RECORDS FOR PROCESSING:
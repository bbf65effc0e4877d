//! Statistical utility functions for cross-sections and return series.
//!
//! Cross-sectional z-scores use the population standard deviation so that the
//! standardized slice has mean 0 and population std 1 exactly (up to
//! rounding). Time-series dispersion (volatility) uses the sample standard
//! deviation.

use ndarray::Array1;

/// Standard deviations at or below this threshold are treated as zero.
pub const MIN_STD_THRESHOLD: f64 = 1e-12;

/// Minimum cross-section size for which z-scores are defined.
pub const MIN_CROSS_SECTION: usize = 2;

/// Why a slice could not be standardized.
#[derive(Debug, Clone, Copy, PartialEq, Eq)]
pub enum Degeneracy {
    /// Fewer than [`MIN_CROSS_SECTION`] finite members.
    TooFewMembers,
    /// Population standard deviation at or below [`MIN_STD_THRESHOLD`].
    ZeroVariance,
}

impl Degeneracy {
    /// Human-readable reason.
    #[must_use]
    pub const fn reason(&self) -> &'static str {
        match self {
            Self::TooFewMembers => "fewer than 2 members",
            Self::ZeroVariance => "zero cross-sectional variance",
        }
    }
}

/// Z-score standardization result containing computed statistics.
#[derive(Debug, Clone, Copy)]
pub struct StandardizeResult {
    /// Mean of the input values.
    pub mean: f64,
    /// Population standard deviation of the input values.
    pub std: f64,
}

/// Standardize a cross-section to z-scores (mean 0, population std 1).
///
/// All inputs must be finite; callers drop undefined members before calling.
///
/// # Errors
///
/// Returns the [`Degeneracy`] when the slice has fewer than two members or
/// zero dispersion. No division by zero is ever performed.
///
/// # Examples
///
/// ```
/// use ndarray::Array1;
/// use ronda_traits::stats::zscores;
///
/// let values = Array1::from_vec(vec![1.0, 2.0, 3.0, 4.0, 5.0]);
/// let (z, result) = zscores(&values).unwrap();
///
/// assert!((result.mean - 3.0).abs() < 1e-12);
/// assert!(z.sum().abs() < 1e-12);
/// ```
pub fn zscores(values: &Array1<f64>) -> Result<(Array1<f64>, StandardizeResult), Degeneracy> {
    if values.len() < MIN_CROSS_SECTION {
        return Err(Degeneracy::TooFewMembers);
    }

    let mean = values.mean().ok_or(Degeneracy::TooFewMembers)?;
    let std = values.std(0.0);

    if !std.is_finite() || std <= MIN_STD_THRESHOLD {
        return Err(Degeneracy::ZeroVariance);
    }

    Ok(((values - mean) / std, StandardizeResult { mean, std }))
}

/// Arithmetic mean, `None` for an empty slice.
#[must_use]
pub fn mean(values: &[f64]) -> Option<f64> {
    if values.is_empty() {
        return None;
    }
    Some(values.iter().sum::<f64>() / values.len() as f64)
}

/// Sample standard deviation (N-1 denominator), `None` below two values.
#[must_use]
pub fn sample_std(values: &[f64]) -> Option<f64> {
    if values.len() < 2 {
        return None;
    }
    Some(Array1::from_vec(values.to_vec()).std(1.0))
}

/// Population standard deviation, `None` for an empty slice.
#[must_use]
pub fn population_std(values: &[f64]) -> Option<f64> {
    if values.is_empty() {
        return None;
    }
    Some(Array1::from_vec(values.to_vec()).std(0.0))
}

/// Pearson correlation of two equally long samples.
///
/// `None` when fewer than two pairs exist or either side has no dispersion.
#[must_use]
pub fn pearson(x: &[f64], y: &[f64]) -> Option<f64> {
    if x.len() != y.len() || x.len() < 2 {
        return None;
    }
    let mx = mean(x)?;
    let my = mean(y)?;

    let mut cov = 0.0;
    let mut vx = 0.0;
    let mut vy = 0.0;
    for (a, b) in x.iter().zip(y) {
        cov += (a - mx) * (b - my);
        vx += (a - mx).powi(2);
        vy += (b - my).powi(2);
    }

    if vx <= MIN_STD_THRESHOLD || vy <= MIN_STD_THRESHOLD {
        return None;
    }
    Some(cov / (vx.sqrt() * vy.sqrt()))
}

/// Average ranks (1 = largest) with ties sharing the mean of their positions.
#[must_use]
pub fn descending_ranks(values: &[f64]) -> Vec<f64> {
    let mut order: Vec<usize> = (0..values.len()).collect();
    order.sort_by(|&a, &b| values[b].total_cmp(&values[a]));

    let mut ranks = vec![0.0; values.len()];
    let mut i = 0;
    while i < order.len() {
        let mut j = i;
        while j + 1 < order.len() && values[order[j + 1]] == values[order[i]] {
            j += 1;
        }
        let avg = (i + j) as f64 / 2.0 + 1.0;
        for &idx in &order[i..=j] {
            ranks[idx] = avg;
        }
        i = j + 1;
    }
    ranks
}
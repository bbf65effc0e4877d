//! Quality signals based on lagged fundamental snapshots.

mod gross_profitability;

pub use gross_profitability::{GrossProfitability, GrossProfitabilityConfig};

WORK TASK: Every entry above should be transcribed exactly as it appears.

ANSWER:
repository bbf65effc0e4877d
//! Statistical utility functions for cross-sections and return series.
//!
//! Cross-sectional z-scores use the population standard deviation so that the
//! standardized slice has mean 0 and population std 1 exactly (up to
//! rounding). Time-series dispersion (volatility) uses the sample standard
//! deviation.

use ndarray::Array1;

/// Standard deviations at or below this threshold are treated as zero.
pub const MIN_STD_THRESHOLD: f64 = 1e-12;

/// Minimum cross-section size for which z-scores are defined.
pub const MIN_CROSS_SECTION: usize = 2;

/// Why a slice could not be standardized.
#[derive(Debug, Clone, Copy, PartialEq, Eq)]
pub enum Degeneracy {
    /// Fewer than [`MIN_CROSS_SECTION`] finite members.
    TooFewMembers,
    /// Population standard deviation at or below [`MIN_STD_THRESHOLD`].
    ZeroVariance,
}

impl Degeneracy {
    /// Human-readable reason.
    #[must_use]
    pub const fn reason(&self) -> &'static str {
        match self {
            Self::TooFewMembers => "fewer than 2 members",
            Self::ZeroVariance => "zero cross-sectional variance",
        }
    }
}

/// Z-score standardization result containing computed statistics.
#[derive(Debug, Clone, Copy)]
pub struct StandardizeResult {
    /// Mean of the input values.
    pub mean: f64,
    /// Population standard deviation of the input values.
    pub std: f64,
}

/// Standardize a cross-section to z-scores (mean 0, population std 1).
///
/// All inputs must be finite; callers drop undefined members before calling.
///
/// # Errors
///
/// Returns the [`Degeneracy`] when the slice has fewer than two members or
/// zero dispersion. No division by zero is ever performed.
///
/// # Examples
///
/// ```
/// use ndarray::Array1;
/// use ronda_traits::stats::zscores;
///
/// let values = Array1::from_vec(vec![1.0, 2.0, 3.0, 4.0, 5.0]);
/// let (z, result) = zscores(&values).unwrap();
///
/// assert!((result.mean - 3.0).abs() < 1e-12);
/// assert!(z.sum().abs() < 1e-12);
/// ```
pub fn zscores(values: &Array1<f64>) -> Result<(Array1<f64>, StandardizeResult), Degeneracy> {
    if values.len() < MIN_CROSS_SECTION {
        return Err(Degeneracy::TooFewMembers);
    }

    let mean = values.mean().ok_or(Degeneracy::TooFewMembers)?;
    let std = values.std(0.0);

    if !std.is_finite() || std <= MIN_STD_THRESHOLD {
        return Err(Degeneracy::ZeroVariance);
    }

    Ok(((values - mean) / std, StandardizeResult { mean, std }))
}

/// Arithmetic mean, `None` for an empty slice.
#[must_use]
pub fn mean(values: &[f64]) -> Option<f64> {
    if values.is_empty() {
        return None;
    }
    Some(values.iter().sum::<f64>() / values.len() as f64)
}

/// Sample standard deviation (N-1 denominator), `None` below two values.
#[must_use]
pub fn sample_std(values: &[f64]) -> Option<f64> {
    if values.len() < 2 {
        return None;
    }
    Some(Array1::from_vec(values.to_vec()).std(1.0))
}

/// Population standard deviation, `None` for an empty slice.
#[must_use]
pub fn population_std(values: &[f64]) -> Option<f64> {
    if values.is_empty() {
        return None;
    }
    Some(Array1::from_vec(values.to_vec()).std(0.0))
}

/// Pearson correlation of two equally long samples.
///
/// `None` when fewer than two pairs exist or either side has no dispersion.
#[must_use]
pub fn pearson(x: &[f64], y: &[f64]) -> Option<f64> {
    if x.len() != y.len() || x.len() < 2 {
        return None;
    }
    let mx = mean(x)?;
    let my = mean(y)?;

    let mut cov = 0.0;
    let mut vx = 0.0;
    let mut vy = 0.0;
    for (a, b) in x.iter().zip(y) {
        cov += (a - mx) * (b - my);
        vx += (a - mx).powi(2);
        vy += (b - my).powi(2);
    }

    if vx <= MIN_STD_THRESHOLD || vy <= MIN_STD_THRESHOLD {
        return None;
    }
    Some(cov / (vx.sqrt() * vy.sqrt()))
}

/// Average ranks (1 = largest) with ties sharing the mean of their positions.
#[must_use]
pub fn descending_ranks(values: &[f64]) -> Vec<f64> {
    let mut order: Vec<usize> = (0..values.len()).collect();
    order.sort_by(|&a, &b| values[b].total_cmp(&values[a]));

    let mut ranks = vec![0.0; values.len()];
    let mut i = 0;
    while i < order.len() {
        let mut j = i;
        while j + 1 < order.len() && values[order[j + 1]] == values[order[i]] {
            j += 1;
        }
        let avg = (i + j) as f64 / 2.0 + 1.0;
        for &idx in &order[i..=j] {
            ranks[idx] = avg;
        }
        i = j + 1;
    }
    ranks
}
repository bbf65effc0e4877d
//! Quality signals based on lagged fundamental snapshots.

mod gross_profitability;

pub use gross_profitability::{GrossProfitability, GrossProfitabilityConfig};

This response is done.